++++ Source information

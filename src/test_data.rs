// Copyright (c) 2021 Marco Boneberger
// Licensed under the EUPL-1.2-or-later

//! Robot and object descriptions shared by the unit tests.

/// `base_link` -> `joint1` (revolute z, 0.5 above the base) -> `link1`
/// -> `tool_joint` (fixed, 0.3 above joint1) -> `tool_link`
pub(crate) const ARM_URDF: &str = r#"<?xml version="1.0"?>
<robot name="arm">
  <link name="base_link">
    <collision>
      <origin xyz="0 0 0.05" rpy="0 0 0"/>
      <geometry><box size="0.2 0.2 0.1"/></geometry>
    </collision>
  </link>
  <link name="link1">
    <collision>
      <origin xyz="0 0 0.15" rpy="0 0 0"/>
      <geometry><cylinder radius="0.05" length="0.3"/></geometry>
    </collision>
  </link>
  <link name="tool_link"/>
  <joint name="joint1" type="revolute">
    <parent link="base_link"/>
    <child link="link1"/>
    <origin xyz="0 0 0.5" rpy="0 0 0"/>
    <axis xyz="0 0 1"/>
    <limit lower="-3.0" upper="3.0" effort="10" velocity="1"/>
  </joint>
  <joint name="tool_joint" type="fixed">
    <parent link="link1"/>
    <child link="tool_link"/>
    <origin xyz="0 0 0.3" rpy="0 0 0"/>
  </joint>
</robot>
"#;

pub(crate) const ARM_SRDF: &str = r#"<?xml version="1.0"?>
<robot name="arm">
  <gripper name="gripper" clearance="0.01">
    <link name="tool_link"/>
    <position>0 0 0.1 0 0 0 1</position>
  </gripper>
  <disable_collisions link1="base_link" link2="link1" reason="Adjacent"/>
  <group_state name="half_turn" group="all">
    <joint name="joint1" value="1.5"/>
  </group_state>
</robot>
"#;

/// A box on a table leg: `base_link` is fixed in the world, the box sits on `top_link`.
pub(crate) const BOX_URDF: &str = r#"<?xml version="1.0"?>
<robot name="box">
  <link name="base_link">
    <collision>
      <geometry><box size="0.1 0.1 0.1"/></geometry>
    </collision>
  </link>
  <link name="top_link">
    <collision>
      <geometry><sphere radius="0.02"/></geometry>
    </collision>
  </link>
  <joint name="top_joint" type="fixed">
    <parent link="base_link"/>
    <child link="top_link"/>
    <origin xyz="0 0 0.2" rpy="0 0 0"/>
  </joint>
</robot>
"#;

pub(crate) const BOX_SRDF: &str = r#"<?xml version="1.0"?>
<robot name="box">
  <handle name="handle" clearance="0.05">
    <position xyz="0 0 0.1" rpy="0 0 0"/>
    <link name="top_link"/>
    <mask>1 1 1 1 1 0</mask>
  </handle>
  <gripper name="magnet">
    <link name="base_link"/>
  </gripper>
  <contact name="top">
    <link name="top_link"/>
    <point>0 0 0  0.1 0 0  0.1 0.1 0  0 0.1 0</point>
    <shape>4 0 1 2 3</shape>
  </contact>
</robot>
"#;

/// Minimal humanoid: a free floating waist with a chest joint, a gaze frame and one wrist.
pub(crate) const HUMANOID_URDF: &str = r#"<?xml version="1.0"?>
<robot name="humanoid">
  <link name="BODY"/>
  <link name="CHEST_LINK1"/>
  <link name="HEAD"/>
  <link name="LARM_LINK5"/>
  <joint name="CHEST_JOINT1" type="revolute">
    <parent link="BODY"/>
    <child link="CHEST_LINK1"/>
    <origin xyz="0 0 0.3" rpy="0 0 0"/>
    <axis xyz="0 0 1"/>
    <limit lower="-1" upper="1" effort="10" velocity="1"/>
  </joint>
  <joint name="gaze" type="fixed">
    <parent link="CHEST_LINK1"/>
    <child link="HEAD"/>
    <origin xyz="0.1 0 0.4" rpy="0 0 0"/>
  </joint>
  <joint name="LARM_JOINT5" type="continuous">
    <parent link="CHEST_LINK1"/>
    <child link="LARM_LINK5"/>
    <origin xyz="0 0.3 0.2" rpy="0 0 0"/>
    <axis xyz="0 1 0"/>
  </joint>
</robot>
"#;
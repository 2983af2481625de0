// Copyright (c) 2021 Marco Boneberger
// Licensed under the EUPL-1.2-or-later

//! Contains the problem solving context of a session.
use std::collections::BTreeMap;
use std::mem;

use nalgebra::Isometry3;
use tracing::{debug, info};

use crate::device::{Container, Device, JointAndShapes};
use crate::exception::{invalid_argument, ManipulationResult};
use crate::model::geometry::Shape;
use crate::model::JointIndex;

/// Name of the robot created on first need.
pub const DEFAULT_ROBOT_NAME: &str = "Robot";
/// Name of the problem solver selected when a session starts.
pub const DEFAULT_PROBLEM_NAME: &str = "default";

/// A collision object of the environment.
#[derive(Debug, Clone, PartialEq)]
pub struct Obstacle {
    pub name: String,
    pub shape: Shape,
    /// joint of the source device the obstacle moves with, `None` once detached
    pub joint: Option<JointIndex>,
    /// world placement for detached obstacles, placement in the joint otherwise
    pub placement: Isometry3<f64>,
    pub is_static: bool,
}

/// The planning problem built from the current robot and environment.
#[derive(Debug, Clone, PartialEq, Eq)]
pub struct PlanningProblem {
    pub robot_name: String,
    pub obstacles: usize,
    /// incremented each time the problem is rebuilt
    pub revision: u64,
}

/// Holds the robot, the environment and the cached planning problem.
#[derive(Debug, Clone, Default)]
pub struct ProblemSolver {
    robot: Option<Device>,
    problem: Option<PlanningProblem>,
    pub obstacles: Container<Obstacle>,
    /// contact surfaces of the environment, in world coordinates
    pub joint_and_shapes: Container<JointAndShapes>,
    pub constraint_graph: Option<String>,
    revision: u64,
}

impl ProblemSolver {
    pub fn robot(&self) -> Option<&Device> {
        self.robot.as_ref()
    }

    /// Replaces the robot and resets the problem.
    pub fn set_robot(&mut self, robot: Device) {
        self.robot = Some(robot);
        self.reset_problem();
    }

    /// Returns the robot, creating an empty one named `name` if there is none yet.
    pub fn get_or_create_robot(&mut self, name: &str) -> &mut Device {
        self.robot.get_or_insert_with(|| {
            info!(robot = name, "creating robot");
            Device::new(name)
        })
    }

    /// # Errors
    /// * [`InvalidArgument`](`crate::exception::ManipulationException::InvalidArgument`) if no
    /// robot has been loaded.
    pub fn robot_or_throw(&self) -> ManipulationResult<&Device> {
        self.robot
            .as_ref()
            .ok_or_else(|| invalid_argument("No robot loaded."))
    }

    /// # Errors
    /// * [`InvalidArgument`](`crate::exception::ManipulationException::InvalidArgument`) if no
    /// robot has been loaded.
    pub fn robot_or_throw_mut(&mut self) -> ManipulationResult<&mut Device> {
        self.robot
            .as_mut()
            .ok_or_else(|| invalid_argument("No robot loaded."))
    }

    pub fn problem(&self) -> Option<&PlanningProblem> {
        self.problem.as_ref()
    }

    /// Drops the cached problem and rebuilds it from the current robot and obstacles.
    pub fn reset_problem(&mut self) {
        self.revision += 1;
        self.problem = self.robot.as_ref().map(|robot| PlanningProblem {
            robot_name: robot.name.clone(),
            obstacles: self.obstacles.len(),
            revision: self.revision,
        });
        debug!(revision = self.revision, "problem reset");
    }

    /// Registers the geometry of `object` as obstacles named `<prefix><geometry>`.
    ///
    /// Forward kinematics and geometry placements of `object` must be up to date. Detached
    /// obstacles are placed in the world and no longer follow the joints of `object`.
    pub fn add_obstacle(&mut self, object: &Device, prefix: &str, detach: bool, is_static: bool) {
        let placements = object.update_geometry_placements();
        for (geometry, world_placement) in object.geometries.iter().zip(placements) {
            let name = format!("{}{}", prefix, geometry.name);
            let (joint, placement) = if detach {
                (None, world_placement)
            } else {
                (Some(geometry.parent_joint), geometry.placement)
            };
            debug!(obstacle = %name, "adding obstacle");
            self.obstacles.add(
                name.clone(),
                Obstacle {
                    name,
                    shape: geometry.shape.clone(),
                    joint,
                    placement,
                    is_static,
                },
            );
        }
    }
}

/// The named problem solvers of a session, one of which is selected.
#[derive(Debug)]
pub struct ProblemSolverMap {
    selected_name: String,
    selected: ProblemSolver,
    others: BTreeMap<String, ProblemSolver>,
}

impl Default for ProblemSolverMap {
    fn default() -> Self {
        ProblemSolverMap {
            selected_name: DEFAULT_PROBLEM_NAME.to_string(),
            selected: ProblemSolver::default(),
            others: BTreeMap::new(),
        }
    }
}

impl ProblemSolverMap {
    pub fn selected(&self) -> &ProblemSolver {
        &self.selected
    }

    pub fn selected_mut(&mut self) -> &mut ProblemSolver {
        &mut self.selected
    }

    pub fn selected_name(&self) -> &str {
        &self.selected_name
    }

    /// Selects the problem solver `name`, creating it if it does not exist.
    /// Returns whether a new problem solver was created.
    pub fn select(&mut self, name: &str) -> bool {
        if name == self.selected_name {
            return false;
        }
        let (solver, created) = match self.others.remove(name) {
            Some(solver) => (solver, false),
            None => (ProblemSolver::default(), true),
        };
        let previous = mem::replace(&mut self.selected, solver);
        let previous_name = mem::replace(&mut self.selected_name, name.to_string());
        self.others.insert(previous_name, previous);
        info!(problem = name, created, "selected problem");
        created
    }

    /// Names of all problem solvers in lexicographic order.
    pub fn names(&self) -> Vec<String> {
        let mut names: Vec<String> = self.others.keys().cloned().collect();
        names.push(self.selected_name.clone());
        names.sort();
        names
    }
}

++++++++

-- Aim of the task --
All lines above that include the word "child" should be located and copied.

-- Your solution --
    <child link="link1"/>
    <child link="tool_link"/>
    <child link="top_link"/>
    <child link="CHEST_LINK1"/>
    <child link="HEAD"/>
    <child link="LARM_LINK5"/>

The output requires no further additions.